Wednesday Word 10.30.2029
Luke 18:9-14 New International Version
9 To some who were confident of their own righteousness and looked down on everyone else, Jesus told this parable: 10 “Two men went up to the temple to pray, one a Pharisee and the other a tax collector. 11 The Pharisee stood by himself and prayed: ‘God, I thank you that I am not like other people—robbers, evildoers, adulterers—or even like this tax collector. 12 I fast twice a week and give a tenth of all I get.’ 13 “But the tax collector stood at a distance. He would not even look up to heaven, but beat his breast and said, ‘God, have mercy on me, a sinner.’14 “I tell you that this man, rather than the other, went home justified before God. For all those who exalt themselves will be humbled, and those who humble themselves will be exalted.”

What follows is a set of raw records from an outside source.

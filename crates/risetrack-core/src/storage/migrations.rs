//! Database schema migrations for risetrack.
//!
//! Migrations are versioned and applied automatically when opening the
//! database. The `schema_version` table tracks the current migration
//! version.

use rusqlite::{Connection, Result as SqliteResult};

/// Apply all pending migrations to bring the database to the current
/// schema version.
///
/// # Errors
/// Returns an error if migration fails.
pub fn migrate(conn: &Connection) -> SqliteResult<()> {
    create_schema_version_table(conn)?;

    let current_version = get_schema_version(conn);

    if current_version < 1 {
        migrate_v1(conn)?;
    }

    Ok(())
}

/// Create the schema_version table if it doesn't exist.
fn create_schema_version_table(conn: &Connection) -> SqliteResult<()> {
    conn.execute_batch(
        "CREATE TABLE IF NOT EXISTS schema_version (
            version INTEGER PRIMARY KEY
        );",
    )
}

/// Get the current schema version from the database.
///
/// Returns 0 if no version is set (initial database).
fn get_schema_version(conn: &Connection) -> i32 {
    conn.query_row("SELECT version FROM schema_version", [], |row| {
        row.get::<_, i32>(0)
    })
    .unwrap_or(0)
}

fn set_schema_version(conn: &Connection, version: i32) -> SqliteResult<()> {
    conn.execute("DELETE FROM schema_version", [])?;
    conn.execute(
        "INSERT INTO schema_version (version) VALUES (?1)",
        [version],
    )?;
    Ok(())
}

/// v1: the wakeups table, one row per calendar day.
fn migrate_v1(conn: &Connection) -> SqliteResult<()> {
    conn.execute_batch(
        "CREATE TABLE IF NOT EXISTS wakeups (
            day        TEXT PRIMARY KEY,
            wake_time  TEXT NOT NULL,
            sleep_time TEXT,
            note       TEXT,
            created_at TEXT NOT NULL
        );",
    )?;
    set_schema_version(conn, 1)
}
use clap::Subcommand;
use risetrack_core::Config;

#[derive(Subcommand)]
pub enum ConfigAction {
    /// Get a config value
    Get {
        /// Config key (e.g. "streak.target_time")
        key: String,
    },
    /// Set a config value
    Set {
        /// Config key
        key: String,
        /// New value
        value: String,
    },
    /// List all config values
    List,
    /// Reset config to defaults
    Reset,
}

pub fn run(action: ConfigAction) -> Result<(), Box<dyn std::error::Error>> {
    match action {
        ConfigAction::Get { key } => {
            let config = Config::load()?;
            match config.get(&key) {
                Some(value) => println!("{value}"),
                None => {
                    eprintln!("unknown key: {key}");
                    std::process::exit(1);
                }
            }
        }
        ConfigAction::Set { key, value } => {
            let mut config = Config::load()?;
            config.set(&key, &value)?;
            config.save()?;
            println!("ok");
        }
        ConfigAction::List => {
            let config = Config::load()?;
            let json = serde_json::to_string_pretty(&config)?;
            println!("{json}");
        }
        ConfigAction::Reset => {
            let config = Config::default();
            config.save()?;
            println!("config reset to defaults");
        }
    }
    Ok(())
}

I have said it a hundred times: people need to believe they are good. We base our everyday actions and decisions on the belief that we are right in what we think and how we perceive. Sometimes in the face of indisputable evidence to the contrary. If we are going to learn, to grow as human beings, and especially as followers of Christ, it is imperative that we realize we aren’t! But it is okay that we aren’t because Jesus is!

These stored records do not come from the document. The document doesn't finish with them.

//! HTTP error payloads and mapping from core errors.
//!
//! Keeps the core free of transport concerns by translating
//! [`ValidationError`] and [`DatabaseError`] into status codes and the
//! `{"error": ...}` envelope here.

use actix_web::{http::StatusCode, HttpResponse, ResponseError};
use chrono::NaiveDate;
use risetrack_core::{DatabaseError, ValidationError};
use serde::Serialize;
use thiserror::Error;
use tracing::error;

/// Transport-level error with an HTTP status.
#[derive(Debug, Error)]
pub enum ApiError {
    #[error("{0}")]
    BadRequest(String),

    #[error("{0}")]
    NotFound(String),

    #[error("{0}")]
    Conflict(String),

    /// Unexpected failure; details are logged, not returned.
    #[error("Internal server error")]
    Internal,
}

impl ApiError {
    pub(crate) fn day_not_found(day: NaiveDate) -> Self {
        ApiError::NotFound(format!("Day '{day}' not found."))
    }
}

impl From<ValidationError> for ApiError {
    fn from(err: ValidationError) -> Self {
        ApiError::BadRequest(err.to_string())
    }
}

impl From<DatabaseError> for ApiError {
    fn from(err: DatabaseError) -> Self {
        match err {
            DatabaseError::DuplicateDay { day } => {
                ApiError::Conflict(format!("Day '{day}' already exists. Use PUT to update."))
            }
            other => {
                error!(error = %other, "database failure");
                ApiError::Internal
            }
        }
    }
}

/// Standard error envelope returned by every endpoint.
#[derive(Serialize)]
struct ErrorBody<'a> {
    error: &'a str,
}

impl ResponseError for ApiError {
    fn status_code(&self) -> StatusCode {
        match self {
            ApiError::BadRequest(_) => StatusCode::BAD_REQUEST,
            ApiError::NotFound(_) => StatusCode::NOT_FOUND,
            ApiError::Conflict(_) => StatusCode::CONFLICT,
            ApiError::Internal => StatusCode::INTERNAL_SERVER_ERROR,
        }
    }

    fn error_response(&self) -> HttpResponse {
        let message = self.to_string();
        HttpResponse::build(self.status_code()).json(ErrorBody { error: &message })
    }
}
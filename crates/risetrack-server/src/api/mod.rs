//! HTTP API: shared state, route registration.

pub mod error;
mod streak;
mod wakeups;

pub use error::ApiError;

use actix_web::web;
use risetrack_core::{Config, Database};
use std::sync::{Mutex, MutexGuard};
use tracing::error;

/// Shared application state: the record store behind a lock plus the
/// configuration holding streak defaults.
pub struct AppState {
    pub(crate) db: Mutex<Database>,
    pub(crate) config: Config,
}

impl AppState {
    pub fn new(db: Database, config: Config) -> Self {
        Self {
            db: Mutex::new(db),
            config,
        }
    }
}

/// Register all API routes.
pub fn configure(cfg: &mut web::ServiceConfig) {
    cfg.service(wakeups::list)
        .service(wakeups::create)
        .service(wakeups::get_by_day)
        .service(wakeups::update)
        .service(wakeups::delete)
        .service(streak::get_streak);
}

pub(crate) fn lock_db(state: &AppState) -> Result<MutexGuard<'_, Database>, ApiError> {
    state.db.lock().map_err(|_| {
        error!("database mutex poisoned");
        ApiError::Internal
    })
}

I was introduced to C.S. Lewis early in my spiritual journey, nearly twenty years ago now. I am so grateful for that. Lewis wrote a great deal on this subject and in case I forget, I keep a quotation or two in handy places. We have to get rid of the notion that we are good enough, like this Pharisee. Lewis reminds us that pride is the ultimate downfall. We see it so quickly in others, like this Pharisee, but don’t see it in our own attitudes. In Mere Christianity, Lewis writes about people’s relationship with the God we cannot see, “They theoretically admit themselves to be nothing in the presence of this phantom God, but are really all the time imagining how He approves of them and thinks them far better than ordinary people: that is, they pay a pennyworth of imaginary humility to Him and get out of it a pound’s worth of Pride towards their fellow-men.” That self-satisfaction that we are doing it “right” is our downfall, especially if we adopt the horrible habit of comparing ourselves to others. Lewis goes on to offer advice, “If anyone would like to acquire humility, I can, I think, tell him the first step. The first step is to realise that one is proud. And a biggish step, too. At least, nothing whatever can be done before it. If you think you are not conceited, it means you are very conceited indeed.” This process of realizing our own misdirected pride, “…cures our illusions about ourselves and teaches us to depend on God,” Lewis wrote. I think that is a lesson for us all…something to pray about.